Следует отметить, что некоторые шаги (введение свободы вероисповеданий, передача церковно-приходских школ в ведение Министерства просвещения, отмена обязательного преподавания Закона Божьего и др.) были предприняты еще Временным правительством, и уже тогда общество раскололось на два лагеря8. Еще более противоречивым было отношение к советскому декрету. Естественно, что он оказался поддержан в партийной среде9. Приветствовали «свободу церкви» различные съезды в чувашских, марийских и мордовских уездах10. Правда, прошедший в июне 1918 г. Саранский крестьянский уездный съезд обозначил его в повестке дня, но так и не рассмотрел11. Вызвал декрет нарекания со стороны оппозиционных большевикам партий и общественных сил12. Полярной, естественно, оказалась позиция духовенства13.
Как подчеркивают в воспоминаниях организаторы культурнопросветительской работы среди народов Поволжья, ими была развернута «большая работа» по объяснению постановлений партии. Из трех находящихся в сфере нашего внимания регионов текст декрета «Об отделении церкви от государства и школы от церкви» был переведен на чувашский и марийский языки и опубликован в местных периодических изданиях. Правда, в марийской газете «Йошкар кече [Красный день]» публикация осуществлена с временным «люфтом», поскольку оно само начало выходить только с 1 октября 1918 г. На марийском языке была издана и книга Я. И. Бурова «Что означает закон о свободе совести и отделении церкви от государства?». При этом, как отмечали, например, марийские чекисты, «газета, если и проникает в деревню, то с большим опозданием, и ею мало интересуются: “некогда нам газеты читать, не до того теперь!”, даже сельсоветы, получая газеты, выкуривают их, а в лучшем случае – оклеивают стены». Приходилось предписывать в директивной форме «обратить самое серьезное внимание на распространение высылаемой литературы среди беднейшего крестьянства», «чтобы не употребили ее на цигарки»14.

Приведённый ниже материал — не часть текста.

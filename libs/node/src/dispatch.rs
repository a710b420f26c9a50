//! The fetch, execute, report cycle.
//!
//! Once the connection opens the dispatcher asks the daemon for work, runs
//! every request in the returned work unit against the registry, reports the
//! results, and asks again. It stops only when the connection closes.
//!
//! A failing request never affects its siblings: its slot in the result set
//! holds an error payload instead of a response.

use std::any::Any;
use std::collections::BTreeMap;
use std::panic::{self, AssertUnwindSafe};
use std::sync::Arc;
use std::time::Duration;

use constellation_core::{Error as ServiceError, RequestId, Result as ServiceResult};
use constellation_fabric::protocol::{
    ErrorPayload, ServiceRequest, Task, WorkResults, WorkUnit, WORK_FINISH, WORK_GET,
};
use constellation_fabric::{request, Connection, Error, Result};
use tokio::time::Instant;
use tracing::{debug, info, warn};

use crate::config::POLL_INTERVAL;
use crate::registry::ServiceRegistry;

/// Drives the work cycle for one connection
pub struct Dispatcher {
    connection: Connection,
    registry: Arc<ServiceRegistry>,
    poll_interval: Duration,
}

impl Dispatcher {
    pub fn new(connection: Connection, registry: Arc<ServiceRegistry>) -> Self {
        Self {
            connection,
            registry,
            poll_interval: POLL_INTERVAL,
        }
    }

    /// Set the shortest time between the starts of two fetches
    pub fn poll_interval(mut self, interval: Duration) -> Self {
        self.poll_interval = interval;
        self
    }

    /// Run until the connection closes
    pub async fn run(&self) {
        if let Err(e) = self.connection.opened().await {
            warn!(error = %e, "Connection closed before opening");
            return;
        }
        info!(mode = ?self.connection.mode(), "Dispatch loop started");

        tokio::select! {
            () = self.connection.closed() => {}
            () = self.poll() => {}
        }

        info!("Dispatch loop stopped");
    }

    async fn poll(&self) {
        loop {
            let started = Instant::now();

            match self.cycle().await {
                Ok(0) => {}
                Ok(count) => debug!(count, "Work unit completed"),
                Err(e) => warn!(error = %e, "Work cycle failed"),
            }

            if !self.connection.is_open() {
                break;
            }
            tokio::time::sleep_until(started + self.poll_interval).await;
        }
    }

    /// Fetch one work unit, execute it, and report the results
    ///
    /// Returns how many requests were executed. Nothing is reported for an
    /// empty or unsuccessful fetch.
    pub async fn cycle(&self) -> Result<usize> {
        let work: WorkUnit = request::request(&self.connection, Task::empty(WORK_GET)).await?;
        if !work.has_work() {
            return Ok(0);
        }

        let count = work.requests.len();
        let results = execute(&self.registry, work.requests)?;
        let body = serde_json::to_string(&results).map_err(|e| Error::Codec(e.to_string()))?;
        request::send(&self.connection, Task::new(WORK_FINISH, body)).await?;

        Ok(count)
    }
}

/// Run every request against the registry
///
/// The result set has one entry per request. Requests that fail, name an
/// unknown service, or panic get an [`ErrorPayload`] in their slot.
///
/// # Errors
///
/// Fails only if an error payload cannot be encoded.
pub fn execute(
    registry: &ServiceRegistry,
    requests: BTreeMap<RequestId, ServiceRequest>,
) -> Result<WorkResults> {
    let results = requests
        .into_iter()
        .map(|(id, request)| -> Result<(RequestId, String)> {
            let payload = match invoke(registry, &request) {
                Ok(payload) => payload,
                Err(e) => {
                    warn!(
                        request_id = %id,
                        service = %request.service_id,
                        error = %e,
                        "Service request failed"
                    );
                    ErrorPayload::module(e.to_string())
                        .to_json()
                        .map_err(|e| Error::Codec(e.to_string()))?
                }
            };
            Ok((id, payload))
        })
        .collect::<Result<_>>()?;

    Ok(WorkResults { results })
}

fn invoke(registry: &ServiceRegistry, request: &ServiceRequest) -> ServiceResult<String> {
    panic::catch_unwind(AssertUnwindSafe(|| {
        registry.dispatch(&request.service_id, &request.message)
    }))
    .unwrap_or_else(|payload| Err(ServiceError::Panic(panic_message(payload.as_ref()))))
}

fn panic_message(payload: &(dyn Any + Send)) -> String {
    if let Some(message) = payload.downcast_ref::<&str>() {
        (*message).to_string()
    } else if let Some(message) = payload.downcast_ref::<String>() {
        message.clone()
    } else {
        "unknown panic".to_string()
    }
}
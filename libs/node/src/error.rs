use thiserror::Error;

#[derive(Error, Debug)]
pub enum Error {
    #[error("Configuration error: {0}")]
    Configuration(String),

    #[error(transparent)]
    Service(#[from] constellation_core::Error),

    #[error(transparent)]
    Fabric(#[from] constellation_fabric::Error),
}

pub type Result<T> = std::result::Result<T, Error>;
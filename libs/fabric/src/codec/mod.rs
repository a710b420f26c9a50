use serde::{Deserialize, Serialize};

use crate::error::Result;

pub mod json;

pub use self::json::JsonCodec;

/// Maps values to and from the text carried by a transport
///
/// The daemon only exchanges text, so encoded values are always valid UTF-8.
pub trait Codec: Send + Sync {
    fn encode<T: Serialize>(&self, value: &T) -> Result<String>;

    fn decode<T: for<'de> Deserialize<'de>>(&self, text: &str) -> Result<T>;
}
//! Example module serving an `echo` service.
//!
//! Launched by the daemon as `constellation-echo-module <daemon-url> <client-id>`.

use anyhow::Result;
use constellation_core::{Result as ServiceResult, TypedService};
use constellation_node::{logging, ServiceRegistry};
use serde_json::Value;

/// Replies with whatever JSON it receives
struct EchoService;

impl TypedService for EchoService {
    type Request = Value;
    type Response = Value;

    fn id(&self) -> &str {
        "echo"
    }

    fn handle(&self, request: Value) -> ServiceResult<Value> {
        Ok(request)
    }
}

#[tokio::main]
async fn main() -> Result<()> {
    logging::init_tracing();

    let services = ServiceRegistry::builder().register(|| EchoService);
    constellation_node::run(std::env::args().skip(1), services).await?;

    Ok(())
}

Однако впоследствии сами партийные идеологи признавали, что первые антирелигиозные выступления носили «крайне резкий характер» и, «несомненно, что в этом отношении мы сделали немало ошибок»15. Несмотря на слова В. И. Ленина, что «бороться с религиозными предрассудками надо чрезвычайно осторожно»16, атеистическая пропаганда первых лет советской власти носила характер прогрессирующей конфронтации с религиозными верованиями. Смести «портреты господина бога» призывал популярный пролетарский поэт В. В. Маяковский17. Целью было «разрушение религии и замена религиозного мировоззрения материалистическим». Неслучайно А. М. Селищев в своем исследовании языка революционного времени отметил следующее определение коммуниста: «Камунист, коменист – кто в Бога не верует», а этнограф В. Г. Тан-Богораз «враждебное отношение к церкви, попам и религиозным предрассудкам» причислил к «главным заповедям коммунизма»18.
Волна нигилистического отрицания символов прежнего режима докатилась и до национальных регионов. «Не попадайте в руки обманщиков», – призывала корреспонденция «крестьянина С. М. Темякова» в газете «Канаш». Назвал Церковь «волчьей ямой», а духовенство – «сволочью» будущий председатель Инсарского уездного комитета РКП(б) И. Я. Свентер на III уездном съезде Советов крестьянских, рабочих и красноармейских депутатов в сентябре 1918 г. «Нужно попов гнать!», – раздавалось со страниц марийских изданий19.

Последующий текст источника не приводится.